Beach Chairs in Bichromatic Infrared
Pawleys Island in Infrared — This bichromatic infrared image records two different exposures capturing different wavelengths of invisible infrared light, and maps them onto complimentary colors in the visible spectrum. The "red" channel was captured with a 720 nanometer "near" infrared filter, whereas the "cyan" channel was captured with an 850 nanometer "far" infrared filter. ("Far" is a relative term here; for most applications both frequencies would be considered near-infrared, but I use "near" and "far" just to give context.)
Both the grasses on the sand dunes and the inflatable raft on the bench seem to really glow in the far infrared region.
Captured with a Nikon D7000 camera body, zoom lens at 18mm, and Polaroid IR720 filter for the red channel, and a Neewer IR850 filter for the cyan channel. Thirty second exposure for the cyan channel, two second exposure for the red channel.
Beach Chairs in Infrared by Christopher Sanborn is licensed under a Creative Commons Attribution 4.0 International License.
If you're established in SC, would be great to see some pics of Charleston in this format :)
It's a good four or five hours from me, but yes, I agree! Charleston would provide some excellent subject matter!
Infrared looks fun :) Are all these yours?
Yes! All are my own, original works.
IR is indeed quite fun. Can be done with quite ordinary equipment too. Many camera bodies have residual sensitivity to infrared (the image sensors themselves are actually quite sensitive to it, and so consumer cameras have an IR-blocking filter glued on top of the sensor... but some filters are better than others). So the trick is to get some cheap IR passband filters for the front of your lens and take REALLY long exposures. The filters look almost solid black to the naked eye, because they are blocking the visible, but letting through the IR.
I like to set up on a tripod and take multiple shots of the same scene, swapping the filter to get the image in different infrared "colors". Then combine the images into one to get "full spectrum" infrared.
I remember reading a while ago that some people would buy cheaper used DSLRs and remove the filter from the sensor to make dedicated IR cameras. Is this still doable?
Yes! I believe so! Some camera's are easier to get at the internal filters than others, I assume. I believe Olympus is a popular brand for "inexpensive" and "easy" to remove the filter, iirc. There's a few companies out there that offer "conversion services" too — try googling "IR conversion service," looks like some interesting stuff comes up.
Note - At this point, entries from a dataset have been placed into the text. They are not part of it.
use std::sync::OnceLock;
use std::time::Duration;

use async_trait::async_trait;
use chrono::{DateTime, Utc};
use regex::Regex;
use reqwest::Client;
use serde::Deserialize;
use serde_json::Value;
use tracing::{debug, warn};
use url::Url;

use super::{non_empty, truncate_chars, Connector, RateLimiter};
use crate::config::NewsApiConfig;
use crate::error::{AppError, Result};
use crate::models::{CategoryContext, NewItem, Source};

const MAX_TITLE_CHARS: usize = 500;

/// Article fields that may carry an image, in order of preference.
const IMAGE_FIELDS: [&str; 2] = ["urlToImage", "url"];

#[derive(Debug, Deserialize)]
struct SearchResponse {
    status: String,
    #[serde(default)]
    message: Option<String>,
    #[serde(default)]
    articles: Vec<Value>,
}

/// Headline-search connector: searches articles by category name. Not cached.
pub struct NewsApiConnector {
    client: Client,
    base_url: String,
    api_key: String,
    page_size: u32,
    language: String,
    sort_by: String,
    limiter: RateLimiter,
}

impl NewsApiConnector {
    pub fn new(config: &NewsApiConfig, api_key: String) -> Result<Self> {
        let client = Client::builder().timeout(Duration::from_secs(30)).build()?;
        Ok(Self {
            client,
            base_url: config.settings.base_url.trim_end_matches('/').to_string(),
            api_key,
            page_size: config.page_size,
            language: config.language.clone(),
            sort_by: config.sort_by.clone(),
            limiter: RateLimiter::new(config.settings.request_interval()),
        })
    }

    fn search_url(&self, query: &str) -> Result<Url> {
        let mut url = Url::parse(&format!("{}/everything", self.base_url))
            .map_err(|e| AppError::Config(format!("invalid newsapi base_url: {}", e)))?;
        url.query_pairs_mut()
            .append_pair("q", query)
            .append_pair("language", &self.language)
            .append_pair("sortBy", &self.sort_by)
            .append_pair("pageSize", &self.page_size.to_string());
        Ok(url)
    }
}

#[async_trait]
impl Connector for NewsApiConnector {
    fn source(&self) -> Source {
        Source::NewsApi
    }

    async fn fetch(&self, category: &CategoryContext) -> Result<Vec<NewItem>> {
        let url = self.search_url(&category.name)?;

        self.limiter.wait().await;
        let response = self
            .client
            .get(url)
            .header("X-Api-Key", &self.api_key)
            .send()
            .await?;

        let status = response.status();
        let body = response.text().await?;
        if !status.is_success() {
            return Err(AppError::Provider {
                provider: "newsapi".to_string(),
                status: status.as_u16(),
                message: body,
            });
        }

        let parsed: SearchResponse = match serde_json::from_str(&body) {
            Ok(parsed) => parsed,
            Err(e) => {
                warn!(category = %category.name, "Malformed NewsAPI response: {}", e);
                return Ok(Vec::new());
            }
        };
        if parsed.status != "ok" {
            warn!(
                category = %category.name,
                "NewsAPI returned status '{}': {}",
                parsed.status,
                parsed.message.unwrap_or_default()
            );
            return Ok(Vec::new());
        }

        let items: Vec<NewItem> = parsed.articles.into_iter().filter_map(to_item).collect();
        debug!(category = %category.name, items = items.len(), "NewsAPI fetch done");
        Ok(items)
    }
}

fn to_item(article: Value) -> Option<NewItem> {
    let title = non_empty(article.get("title").and_then(Value::as_str))?;
    // removed articles come back as placeholders
    if title == "[Removed]" {
        return None;
    }

    let source = article
        .get("source")
        .and_then(|s| s.get("name"))
        .and_then(Value::as_str)
        .unwrap_or("Unknown");

    let mut item = NewItem::new(
        truncate_chars(&title, MAX_TITLE_CHARS),
        format!("NewsAPI - {}", source),
    );
    item.summary = non_empty(article.get("description").and_then(Value::as_str)).map(|d| clean_text(&d));
    item.content = non_empty(article.get("content").and_then(Value::as_str)).map(|c| clean_text(&c));
    item.url = non_empty(article.get("url").and_then(Value::as_str));
    item.image_url = extract_image_url(&article);
    item.published_at = article
        .get("publishedAt")
        .and_then(Value::as_str)
        .and_then(|p| DateTime::parse_from_rfc3339(p).ok())
        .map(|dt| dt.with_timezone(&Utc));
    item.raw_payload = Some(article);
    Some(item)
}

/// First populated candidate field, taken as is.
pub fn extract_image_url(article: &Value) -> Option<String> {
    IMAGE_FIELDS
        .iter()
        .find_map(|field| non_empty(article.get(*field).and_then(Value::as_str)))
}

fn chars_marker() -> Option<&'static Regex> {
    static RE: OnceLock<Option<Regex>> = OnceLock::new();
    RE.get_or_init(|| Regex::new(r"\s*…?\s*\[\+\d+ chars\]\s*$").ok())
        .as_ref()
}

/// Plain text without markup or the truncation marker NewsAPI appends.
pub fn clean_text(text: &str) -> String {
    let text = if text.contains('<') {
        match html2text::from_read(text.as_bytes(), 10_000) {
            Ok(plain) => plain,
            Err(e) => {
                debug!("Failed to convert HTML to text: {}", e);
                text.to_string()
            }
        }
    } else {
        text.to_string()
    };
    match chars_marker() {
        Some(re) => re.replace(text.trim(), "").trim().to_string(),
        None => text.trim().to_string(),
    }
}
use std::fmt;
use std::str::FromStr;

use serde::{Deserialize, Serialize};

use crate::error::AppError;

/// The external content providers the pipeline pulls from.
#[derive(
    Debug, Clone, Copy, PartialEq, Eq, Hash, Serialize, Deserialize, clap::ValueEnum,
)]
#[serde(rename_all = "snake_case")]
pub enum Source {
    /// AI-summarization provider (chat completions).
    Perplexity,
    /// Link-aggregator provider (top posts per sub-community).
    Reddit,
    /// Headline-search provider.
    #[value(name = "newsapi")]
    #[serde(rename = "newsapi")]
    NewsApi,
}

impl Source {
    pub const ALL: [Source; 3] = [Source::Perplexity, Source::Reddit, Source::NewsApi];

    pub fn as_str(&self) -> &'static str {
        match self {
            Source::Perplexity => "perplexity",
            Source::Reddit => "reddit",
            Source::NewsApi => "newsapi",
        }
    }

    /// Job kind recorded for a run that fans out across every owner.
    pub fn fan_out_kind(&self) -> String {
        format!("{}_all_users", self.as_str())
    }
}

impl fmt::Display for Source {
    fn fmt(&self, f: &mut fmt::Formatter<'_>) -> fmt::Result {
        f.write_str(self.as_str())
    }
}

impl FromStr for Source {
    type Err = AppError;

    fn from_str(s: &str) -> Result<Self, Self::Err> {
        match s {
            "perplexity" => Ok(Source::Perplexity),
            "reddit" => Ok(Source::Reddit),
            "newsapi" => Ok(Source::NewsApi),
            other => Err(AppError::Validation(format!("unknown source '{}'", other))),
        }
    }
}

/// How a source's fresh batch lands in the store.
#[derive(Debug, Clone, Copy, PartialEq, Eq, Serialize, Deserialize)]
#[serde(rename_all = "snake_case")]
pub enum WriteMode {
    /// Delete every item of the category, whatever its source, then insert.
    Replace,
    /// Delete only this source's prior items for the category, then insert.
    SourceScoped,
}
mod category;
mod item;
mod job;
mod source;
mod task;

pub use category::*;
pub use item::*;
pub use job::*;
pub use source::*;
pub use task::*;
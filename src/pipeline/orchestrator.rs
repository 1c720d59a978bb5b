use std::collections::{BTreeMap, HashMap};
use std::sync::Arc;

use futures::stream::{self, StreamExt};
use serde::Serialize;
use serde_json::json;
use tracing::{debug, error, info, warn};

use super::limits::TimeLimits;
use super::retry::RetryPolicy;
use crate::ai::RelevanceFilter;
use crate::db::{CategoryStore, JobTracker, Repository};
use crate::error::{AppError, ErrorKind, Result};
use crate::models::{
    Category, CategoryContext, RunCounts, ScoredItem, Source, WriteMode,
};
use crate::sources::Connector;

/// A connector wired in for one source, with the way its batches are written.
#[derive(Clone)]
pub struct SourceRuntime {
    pub connector: Arc<dyn Connector>,
    pub write_mode: WriteMode,
}

/// Result of one run, as recorded on the task.
#[derive(Debug, Clone, Serialize)]
pub struct RunSummary {
    pub job_id: i64,
    pub owners: usize,
    pub created: i64,
    pub updated: i64,
}

/// Turns "refresh source X" into per-owner work and aggregates the outcome
/// into an ingestion job.
///
/// A fan-out run starts one child per owner with an applicable active
/// category, at most `owner_concurrency` at a time, and completes its job
/// once every child has finished. A child that fails contributes nothing and
/// is only visible in the logs.
pub struct Orchestrator {
    repo: Repository,
    store: CategoryStore,
    jobs: JobTracker,
    sources: HashMap<Source, SourceRuntime>,
    relevance: Option<Arc<RelevanceFilter>>,
    retry: RetryPolicy,
    limits: TimeLimits,
    owner_concurrency: usize,
}

impl Orchestrator {
    #[allow(clippy::too_many_arguments)]
    pub fn new(
        repo: Repository,
        store: CategoryStore,
        jobs: JobTracker,
        sources: HashMap<Source, SourceRuntime>,
        relevance: Option<Arc<RelevanceFilter>>,
        retry: RetryPolicy,
        limits: TimeLimits,
        owner_concurrency: usize,
    ) -> Self {
        Self {
            repo,
            store,
            jobs,
            sources,
            relevance,
            retry,
            limits,
            owner_concurrency: owner_concurrency.max(1),
        }
    }

    fn runtime(&self, source: Source) -> Result<&SourceRuntime> {
        self.sources.get(&source).ok_or_else(|| {
            AppError::Config(format!(
                "source '{}' is not active or has no credential",
                source
            ))
        })
    }

    /// Refreshes `source` for every owner with an applicable category.
    pub async fn refresh_all(&self, source: Source) -> Result<RunSummary> {
        let job_id = self
            .jobs
            .create(&source.fan_out_kind(), Some(json!({ "source": source })))
            .await?;

        let runtime = match self.runtime(source) {
            Ok(runtime) => runtime.clone(),
            Err(e) => {
                self.jobs.fail(job_id, &e.to_string()).await?;
                return Err(e);
            }
        };
        self.jobs.start(job_id).await?;

        let label = source.fan_out_kind();
        let outcome = self
            .limits
            .run(&label, self.fan_out(source, &runtime))
            .await;

        match outcome {
            Ok((owners, counts)) => {
                self.jobs.complete(job_id, counts).await?;
                info!(
                    job_id,
                    source = %source,
                    owners,
                    created = counts.created,
                    updated = counts.updated,
                    "Fan-out run completed"
                );
                Ok(RunSummary {
                    job_id,
                    owners,
                    created: counts.created,
                    updated: counts.updated,
                })
            }
            Err(e) => {
                error!(job_id, source = %source, "Fan-out run failed: {}", e);
                self.jobs.fail(job_id, &e.to_string()).await?;
                Err(e)
            }
        }
    }

    /// Refreshes `source` for a single owner under its own job.
    pub async fn refresh_owner(&self, source: Source, owner_id: i64) -> Result<RunSummary> {
        let job_id = self
            .jobs
            .create(
                source.as_str(),
                Some(json!({ "source": source, "owner_id": owner_id })),
            )
            .await?;

        let runtime = match self.runtime(source) {
            Ok(runtime) => runtime.clone(),
            Err(e) => {
                self.jobs.fail(job_id, &e.to_string()).await?;
                return Err(e);
            }
        };
        self.jobs.start(job_id).await?;

        let label = format!("{}:{}", source, owner_id);
        let outcome = self
            .limits
            .run(&label, async {
                let categories = self.applicable_categories(owner_id, &runtime).await?;
                self.owner_task(source, &runtime, owner_id, categories).await
            })
            .await;

        match outcome {
            Ok(counts) => {
                self.jobs.complete(job_id, counts).await?;
                Ok(RunSummary {
                    job_id,
                    owners: 1,
                    created: counts.created,
                    updated: counts.updated,
                })
            }
            Err(e) => {
                error!(job_id, owner_id, source = %source, "Owner refresh failed: {}", e);
                self.jobs.fail(job_id, &e.to_string()).await?;
                Err(e)
            }
        }
    }

    /// Fan-out, then fan-in once every child is done.
    async fn fan_out(&self, source: Source, runtime: &SourceRuntime) -> Result<(usize, RunCounts)> {
        let owners = self.owners_for(runtime).await?;
        let owner_count = owners.len();
        info!(source = %source, owners = owner_count, "Fanning out");

        let results: Vec<RunCounts> = stream::iter(owners)
            .map(|(owner_id, categories)| async move {
                let label = format!("{}:{}", source, owner_id);
                let child = self.owner_task(source, runtime, owner_id, categories);
                match self.limits.run(&label, child).await {
                    Ok(counts) => counts,
                    Err(e) => {
                        error!(owner_id, source = %source, "Owner task failed: {}", e);
                        RunCounts::default()
                    }
                }
            })
            .buffer_unordered(self.owner_concurrency)
            .collect()
            .await;

        let mut total = RunCounts::default();
        for counts in results {
            total += counts;
        }
        Ok((owner_count, total))
    }

    /// Active categories grouped by owner, keeping only owners the connector
    /// has something to fetch for.
    async fn owners_for(&self, runtime: &SourceRuntime) -> Result<BTreeMap<i64, Vec<Category>>> {
        let mut owners: BTreeMap<i64, Vec<Category>> = BTreeMap::new();
        for category in self.repo.active_categories().await? {
            if runtime.connector.applies_to(&CategoryContext::from(&category)) {
                owners.entry(category.owner_id).or_default().push(category);
            }
        }
        Ok(owners)
    }

    async fn applicable_categories(
        &self,
        owner_id: i64,
        runtime: &SourceRuntime,
    ) -> Result<Vec<Category>> {
        Ok(self
            .repo
            .categories_for_owner(owner_id, true)
            .await?
            .into_iter()
            .filter(|c| runtime.connector.applies_to(&CategoryContext::from(c)))
            .collect())
    }

    /// One owner's categories, in order. The first error that survives the
    /// retry policy aborts the rest of this owner's work.
    async fn owner_task(
        &self,
        source: Source,
        runtime: &SourceRuntime,
        owner_id: i64,
        categories: Vec<Category>,
    ) -> Result<RunCounts> {
        let mut total = RunCounts::default();
        for category in &categories {
            total += self.refresh_category(source, runtime, category).await?;
        }
        debug!(
            owner_id,
            source = %source,
            categories = categories.len(),
            created = total.created,
            "Owner task done"
        );
        Ok(total)
    }

    /// fetch (with retry) -> relevance -> store.
    pub async fn refresh_category(
        &self,
        source: Source,
        runtime: &SourceRuntime,
        category: &Category,
    ) -> Result<RunCounts> {
        let ctx = CategoryContext::from(category);
        let label = format!("{}:{}", source, category.id);

        let items = match self
            .retry
            .run(&label, || runtime.connector.fetch(&ctx))
            .await
        {
            Ok(items) => items,
            Err(e) if e.kind() == ErrorKind::Malformed => {
                warn!(category_id = category.id, source = %source, "Malformed payload, skipping: {}", e);
                Vec::new()
            }
            Err(e) => return Err(e),
        };

        if items.is_empty() {
            info!(category_id = category.id, source = %source, "No items fetched, category left untouched");
            return Ok(RunCounts::default());
        }

        let scored = match &self.relevance {
            Some(filter) => filter.apply(&ctx, items).await,
            None => items.into_iter().map(ScoredItem::relevant).collect(),
        };

        let counts = self
            .store
            .write(category.id, source, runtime.write_mode, scored)
            .await?;
        debug!(
            category_id = category.id,
            source = %source,
            created = counts.created,
            updated = counts.updated,
            "Category refreshed"
        );
        Ok(counts)
    }
}
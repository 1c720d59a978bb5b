use chrono::{DateTime, Utc};
use serde::{Deserialize, Serialize};

use super::Source;

/// A normalized item produced by a connector, before it is persisted.
#[derive(Debug, Clone, PartialEq, Serialize, Deserialize)]
pub struct NewItem {
    pub title: String,
    pub summary: Option<String>,
    pub content: Option<String>,
    pub url: Option<String>,
    pub image_url: Option<String>,
    /// Display origin, e.g. "Reddit r/rust" or "NewsAPI - BBC News".
    pub source_name: String,
    pub engagement_score: Option<f64>,
    pub published_at: Option<DateTime<Utc>>,
    pub raw_payload: Option<serde_json::Value>,
}

impl NewItem {
    pub fn new(title: impl Into<String>, source_name: impl Into<String>) -> Self {
        Self {
            title: title.into(),
            summary: None,
            content: None,
            url: None,
            image_url: None,
            source_name: source_name.into(),
            engagement_score: None,
            published_at: None,
            raw_payload: None,
        }
    }
}

/// An item ready to be written: a connector item plus its relevance verdict.
#[derive(Debug, Clone)]
pub struct ScoredItem {
    pub item: NewItem,
    pub is_relevant: bool,
    pub relevance_reason: Option<String>,
}

impl ScoredItem {
    pub fn relevant(item: NewItem) -> Self {
        Self {
            item,
            is_relevant: true,
            relevance_reason: None,
        }
    }
}

/// A persisted feed item.
#[derive(Debug, Clone, Serialize, Deserialize)]
pub struct FeedItem {
    pub id: i64,
    pub category_id: i64,
    pub source: Source,
    pub source_name: String,
    pub title: String,
    pub summary: Option<String>,
    pub content: Option<String>,
    pub url: Option<String>,
    pub image_url: Option<String>,
    pub engagement_score: Option<f64>,
    pub published_at: Option<DateTime<Utc>>,
    pub fetched_at: DateTime<Utc>,
    pub is_relevant: bool,
    pub relevance_reason: Option<String>,
    pub raw_payload: Option<serde_json::Value>,
}
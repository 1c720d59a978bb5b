mod categories;
mod ingest;

pub use categories::CategoryService;
pub use ingest::IngestService;
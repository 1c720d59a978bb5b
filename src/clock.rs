use chrono::{DateTime, Utc};

/// Source of "now" for code whose behaviour depends on the calendar day.
pub trait Clock: Send + Sync {
    fn now(&self) -> DateTime<Utc>;
}

pub struct SystemClock;

impl Clock for SystemClock {
    fn now(&self) -> DateTime<Utc> {
        Utc::now()
    }
}
#[cfg(test)]
mod tests {
    use super::*;

    fn with_keys() -> Config {
        let mut config = Config::default();
        config.db_path = ":memory:".to_string();
        config.perplexity.settings.api_key = Some("pplx-test".into());
        config.newsapi.settings.api_key = Some("news-test".into());
        config
    }

    #[test]
    fn defaults_match_documented_values() {
        let config = with_keys();
        assert_eq!(config.retry.max_attempts, 3);
        assert_eq!(config.cache.ttl_hours, 24);
        assert_eq!(config.retention.interval_hours, 3);
        assert_eq!(config.retention.max_age_hours, 24);
        assert_eq!(config.soft_time_limit(), Duration::from_secs(300));
        assert_eq!(config.hard_time_limit(), Duration::from_secs(600));
        assert_eq!(config.perplexity.settings.write_mode, WriteMode::Replace);
        assert_eq!(config.reddit.settings.write_mode, WriteMode::SourceScoped);
        assert!(config.validate().is_ok());
        assert!(config.validate_sources().is_ok());
    }

    #[test]
    fn missing_credential_is_a_config_error() {
        let mut config = with_keys();
        config.newsapi.settings.api_key = None;
        config.newsapi.settings.api_key_env = Some("FEED_INGEST_TEST_UNSET_VAR".into());
        assert!(config.validate().is_ok());
        let err = config.validate_sources().unwrap_err();
        assert!(matches!(err, AppError::Config(_)));
        assert!(err.to_string().contains("newsapi"));

        // disabling the source makes the config valid again
        config.newsapi.settings.enabled = false;
        assert!(config.validate_sources().is_ok());
        assert!(config.check_source(Source::NewsApi).is_err());
    }

    #[test]
    fn reddit_needs_no_credential() {
        let config = with_keys();
        assert!(config.check_source(Source::Reddit).is_ok());
    }

    #[test]
    fn soft_limit_must_be_below_hard_limit() {
        let mut config = with_keys();
        config.soft_time_limit_secs = 600;
        assert!(config.validate().is_err());
    }

    #[test]
    fn request_interval_from_rate_limit() {
        let mut settings = with_keys().reddit.settings;
        settings.rate_limit_per_minute = 60;
        assert_eq!(settings.request_interval(), Duration::from_secs(1));
        settings.rate_limit_per_minute = 0;
        assert_eq!(settings.request_interval(), Duration::ZERO);
    }

    #[test]
    fn load_creates_default_file_and_reads_overrides() {
        let dir = tempfile::tempdir().unwrap();
        let path = dir.path().join("nested").join("config.toml");

        let created = Config::load_from(&path).unwrap();
        assert!(path.exists());
        assert_eq!(created.workers, 4);

        std::fs::write(
            &path,
            r#"
workers = 2
db_path = "/tmp/x.db"

[retention]
max_age_hours = 48

[reddit]
enabled = true
base_url = "https://old.reddit.com"
rate_limit_per_minute = 30
write_mode = "replace"
posts_per_subreddit = 5
"#,
        )
        .unwrap();

        let loaded = Config::load_from(&path).unwrap();
        assert_eq!(loaded.workers, 2);
        assert_eq!(loaded.retention.max_age_hours, 48);
        assert_eq!(loaded.retention.interval_hours, 3);
        assert_eq!(loaded.reddit.posts_per_subreddit, 5);
        assert_eq!(loaded.reddit.settings.write_mode, WriteMode::Replace);
        assert_eq!(loaded.reddit.time_filter, "day");
    }

    #[test]
    fn partial_source_sections_keep_that_sources_defaults() {
        let config: Config = toml::from_str("[newsapi]\napi_key = \"k\"\n").unwrap();
        let newsapi = &config.newsapi.settings;
        assert!(newsapi.enabled);
        assert_eq!(newsapi.api_key.as_deref(), Some("k"));
        assert_eq!(newsapi.api_key_env.as_deref(), Some("NEWS_API_KEY"));
        assert_eq!(newsapi.base_url, "https://newsapi.org/v2");
        assert_eq!(newsapi.write_mode, WriteMode::SourceScoped);
        assert_eq!(config.newsapi.page_size, 10);

        let config: Config = toml::from_str(
            "[perplexity]\nmodel = \"sonar-pro\"\n\n[reddit]\nschedule_hours = 12\n",
        )
        .unwrap();
        assert_eq!(config.perplexity.model, "sonar-pro");
        assert_eq!(config.perplexity.settings.base_url, "https://api.perplexity.ai");
        assert_eq!(config.perplexity.settings.schedule_hours, Some(6));
        assert_eq!(config.perplexity.settings.write_mode, WriteMode::Replace);
        assert_eq!(config.reddit.settings.schedule_hours, Some(12));
        assert_eq!(config.reddit.settings.base_url, "https://www.reddit.com");
        assert!(config.reddit.fetch_top_comment);
    }
}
I haven't gone that route myself. Kinda prefer the artistic constraints of "working with what i've got" (and I don't have a camera at the moment that I particularly want to devote to conversion).
You can get some pretty wild images with a converted camera, because you can still use fast shutter speeds and get a fully exposed, full-spectrum, sharp image. The results can be quite stunning in part because you get IR mixed in with visible in the end result, so it's a weird kinda hybrid.
With a stock camera and filters, I'm constrained to long exposure times, and the need to do multiple exposures if I want to span the color space. I like it though, it gives a softness and granularity, and so has it's own emotional character.